The Wi-Fi Alliance responded the the study with a press release: "Recently published research identified vulnerabilities in a limited number of early implementations of WPA3-Personal, where those devices allow collection of side-channel information on a device running an attacker’s software, do not properly implement certain cryptographic operations, or use unsuitable cryptographic elements," the release states. "WPA3-Personal is in the early stages of deployment, and the small number of device manufacturers that are affected have already started deploying patches to resolve the issues. These issues can all be mitigated through software updates without any impact on devices' ability to work well together. There is no evidence that these vulnerabilities have been exploited."
Altogether, the paper describes five main vulnerabilities. For starters, the researchers demonstrated that SAE's anti-clogging mechanisms could be circumvented to cause a denial of service attack. "In particular, by abusing the overhead of SAE’s defenses against already-known side-channels, a resource-constrained device can overload the CPU of a professional Access Point," the researchers state.

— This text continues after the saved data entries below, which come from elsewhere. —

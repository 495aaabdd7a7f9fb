use std::path::{Path, PathBuf};
use std::time::Duration;

use rusqlite::OptionalExtension;
use thiserror::Error;

use crate::types::{
    BufferStrategy, CustomerRecord, IntegrityReport, ModelPricing, RequestRow, RequestStatus,
    TransactionKind, TransactionRecord,
};

/// Durable store of record: authoritative customer balances, an append-only
/// transaction journal, request history, model pricing, and platform users.
/// The hot store is a rebuildable projection of this database; on any
/// disagreement this side wins.
#[derive(Clone, Debug)]
pub struct SqliteStore {
    path: PathBuf,
}

#[derive(Debug, Error)]
pub enum SqliteStoreError {
    #[error("sqlite join error: {0}")]
    Join(#[from] tokio::task::JoinError),
    #[error("sqlite error: {0}")]
    Sqlite(#[from] rusqlite::Error),
    #[error("customer not found: {customer_id}")]
    CustomerNotFound { customer_id: String },
}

Vanhoef and Ronen also discovered a way to perform a dictionary attack against WPA3-SAE when it's operating in transition mode by attempting to downgrade clients to the WPA2 protocol. Even though the downgrade won't be accepted, enough information still gets captured to cause a dictionary attack. Meanwhile, the researchers also disclosed a downgrade attack against the mechanism SAE uses to negotiate which elliptic curve or multiplicative groups are used during the handshake.
The researchers also confirmed that it is possible to pull off a timing attack against the SAE handshake, specifically its hash-to-group method that converts passwords into MODP (Modular Exponential) elements. Such attacks can leak password information that can be further leveraged in a password partitioning attack.
Finally, the researchers described what they called a micro-architecture cache-based side-channel attack that affects the hash-to-curve algorithm of SAE and can again leak data that could be used in a password partitioning attack.
"...WPA3 alone will not stop Wi-Fi hacking resulting in stealing of information over the air," said Ryan Orsi, WatchGuard Technologies’ director of product management, in emailed comments. "One of the biggest takeaways for businesses of all sizes is to understand that a long-term fix may not be technically feasible for devices with lightweight processing capabilities such as IoT and embedded systems. Businesses need to consider adding products that enable a trusted wireless environment for all types of devices and users alike.”